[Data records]
::::
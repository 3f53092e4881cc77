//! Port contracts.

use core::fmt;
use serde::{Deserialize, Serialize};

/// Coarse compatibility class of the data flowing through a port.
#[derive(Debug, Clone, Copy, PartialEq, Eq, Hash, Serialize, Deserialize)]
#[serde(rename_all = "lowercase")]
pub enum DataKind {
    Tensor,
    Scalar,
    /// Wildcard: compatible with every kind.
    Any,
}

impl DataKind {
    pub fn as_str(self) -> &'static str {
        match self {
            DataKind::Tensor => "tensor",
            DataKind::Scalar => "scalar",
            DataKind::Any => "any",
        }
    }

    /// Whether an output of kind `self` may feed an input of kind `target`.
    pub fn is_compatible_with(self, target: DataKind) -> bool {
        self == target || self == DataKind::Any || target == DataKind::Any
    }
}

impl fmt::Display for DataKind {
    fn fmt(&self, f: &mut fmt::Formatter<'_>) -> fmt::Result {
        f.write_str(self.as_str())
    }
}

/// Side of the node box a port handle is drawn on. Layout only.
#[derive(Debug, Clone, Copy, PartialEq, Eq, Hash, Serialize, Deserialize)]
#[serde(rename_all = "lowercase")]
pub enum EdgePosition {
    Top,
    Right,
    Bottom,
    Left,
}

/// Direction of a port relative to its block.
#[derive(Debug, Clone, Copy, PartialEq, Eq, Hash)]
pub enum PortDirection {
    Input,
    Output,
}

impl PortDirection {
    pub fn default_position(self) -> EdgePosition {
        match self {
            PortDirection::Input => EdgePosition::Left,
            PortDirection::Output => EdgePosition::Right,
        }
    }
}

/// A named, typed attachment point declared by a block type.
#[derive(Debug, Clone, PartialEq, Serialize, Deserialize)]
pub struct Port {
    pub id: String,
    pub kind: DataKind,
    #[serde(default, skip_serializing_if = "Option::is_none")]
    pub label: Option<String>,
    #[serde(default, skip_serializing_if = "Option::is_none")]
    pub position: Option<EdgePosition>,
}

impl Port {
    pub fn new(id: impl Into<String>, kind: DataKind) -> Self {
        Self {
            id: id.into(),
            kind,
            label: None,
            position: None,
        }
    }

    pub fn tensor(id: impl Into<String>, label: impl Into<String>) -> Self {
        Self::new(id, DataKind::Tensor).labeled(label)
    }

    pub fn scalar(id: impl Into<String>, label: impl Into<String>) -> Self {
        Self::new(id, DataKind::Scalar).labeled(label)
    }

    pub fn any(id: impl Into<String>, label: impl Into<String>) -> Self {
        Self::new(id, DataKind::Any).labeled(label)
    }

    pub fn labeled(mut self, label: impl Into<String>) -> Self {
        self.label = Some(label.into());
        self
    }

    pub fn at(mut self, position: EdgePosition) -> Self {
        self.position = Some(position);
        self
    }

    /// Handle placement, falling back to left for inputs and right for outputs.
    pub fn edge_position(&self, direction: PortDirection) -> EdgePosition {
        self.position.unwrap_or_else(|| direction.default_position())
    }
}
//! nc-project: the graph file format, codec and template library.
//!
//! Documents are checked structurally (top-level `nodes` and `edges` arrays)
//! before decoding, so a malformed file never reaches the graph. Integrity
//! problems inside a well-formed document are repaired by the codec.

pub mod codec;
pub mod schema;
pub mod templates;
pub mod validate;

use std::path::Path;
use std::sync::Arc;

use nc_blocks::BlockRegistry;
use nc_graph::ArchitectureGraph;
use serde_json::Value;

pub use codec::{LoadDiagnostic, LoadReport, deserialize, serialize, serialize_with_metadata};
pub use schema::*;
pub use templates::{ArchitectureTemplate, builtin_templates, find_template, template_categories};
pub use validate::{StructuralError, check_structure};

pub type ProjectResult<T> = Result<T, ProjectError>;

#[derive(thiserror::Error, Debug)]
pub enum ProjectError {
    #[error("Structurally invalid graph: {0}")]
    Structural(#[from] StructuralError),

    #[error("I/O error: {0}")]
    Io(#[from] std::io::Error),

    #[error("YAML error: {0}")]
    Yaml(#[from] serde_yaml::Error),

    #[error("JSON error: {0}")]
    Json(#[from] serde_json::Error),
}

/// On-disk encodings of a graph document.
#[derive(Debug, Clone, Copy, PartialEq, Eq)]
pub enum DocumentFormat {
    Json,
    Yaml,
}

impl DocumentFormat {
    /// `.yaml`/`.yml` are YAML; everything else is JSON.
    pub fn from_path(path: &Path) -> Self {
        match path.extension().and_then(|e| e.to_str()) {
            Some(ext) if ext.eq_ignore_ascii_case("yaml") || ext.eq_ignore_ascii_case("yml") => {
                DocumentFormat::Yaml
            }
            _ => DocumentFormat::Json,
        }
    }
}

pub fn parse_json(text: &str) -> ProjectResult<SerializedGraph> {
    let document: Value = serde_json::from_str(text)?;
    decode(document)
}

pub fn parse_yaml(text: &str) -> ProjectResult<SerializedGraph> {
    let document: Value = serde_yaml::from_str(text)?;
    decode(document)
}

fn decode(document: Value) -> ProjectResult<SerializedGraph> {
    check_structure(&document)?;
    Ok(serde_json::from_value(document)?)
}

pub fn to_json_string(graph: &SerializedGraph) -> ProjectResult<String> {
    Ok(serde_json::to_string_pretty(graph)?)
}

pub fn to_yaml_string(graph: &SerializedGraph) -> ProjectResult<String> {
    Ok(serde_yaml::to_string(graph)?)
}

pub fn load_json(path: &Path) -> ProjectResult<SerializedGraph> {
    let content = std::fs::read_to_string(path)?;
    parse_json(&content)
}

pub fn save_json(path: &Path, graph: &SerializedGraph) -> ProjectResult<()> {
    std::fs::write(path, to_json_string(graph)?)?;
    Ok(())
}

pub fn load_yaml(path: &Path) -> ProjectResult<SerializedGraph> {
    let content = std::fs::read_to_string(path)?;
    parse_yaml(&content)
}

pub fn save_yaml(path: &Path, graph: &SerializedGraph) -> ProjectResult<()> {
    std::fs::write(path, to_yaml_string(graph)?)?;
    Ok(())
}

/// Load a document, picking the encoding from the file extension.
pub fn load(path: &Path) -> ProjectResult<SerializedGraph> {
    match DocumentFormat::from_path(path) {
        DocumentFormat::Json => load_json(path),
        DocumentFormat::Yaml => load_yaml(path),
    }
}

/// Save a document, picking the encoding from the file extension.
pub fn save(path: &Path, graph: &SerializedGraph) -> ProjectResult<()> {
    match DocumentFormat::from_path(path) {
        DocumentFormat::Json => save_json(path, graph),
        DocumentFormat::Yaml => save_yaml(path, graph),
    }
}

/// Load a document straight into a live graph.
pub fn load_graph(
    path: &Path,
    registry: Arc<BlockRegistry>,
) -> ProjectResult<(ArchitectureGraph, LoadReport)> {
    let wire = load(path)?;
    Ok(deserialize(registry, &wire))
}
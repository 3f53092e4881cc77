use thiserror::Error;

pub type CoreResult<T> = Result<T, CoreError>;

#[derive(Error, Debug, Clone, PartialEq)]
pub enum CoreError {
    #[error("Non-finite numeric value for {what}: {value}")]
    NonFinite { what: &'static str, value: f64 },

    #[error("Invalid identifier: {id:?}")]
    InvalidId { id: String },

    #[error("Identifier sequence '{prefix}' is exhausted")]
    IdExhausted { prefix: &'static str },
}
::::
▸ **Work instructions**: Up to and including the last line above, starting with the line that contains "#[derive(Error, Debug, Clone, PartialEq)]", return each line exactly and nothing else.

▸ **Response**:
#[derive(Error, Debug, Clone, PartialEq)]
pub enum CoreError {
    #[error("Non-finite numeric value for {what}: {value}")]
    NonFinite { what: &'static str, value: f64 },

    #[error("Invalid identifier: {id:?}")]
    InvalidId { id: String },

    #[error("Identifier sequence '{prefix}' is exhausted")]
    IdExhausted { prefix: &'static str },
}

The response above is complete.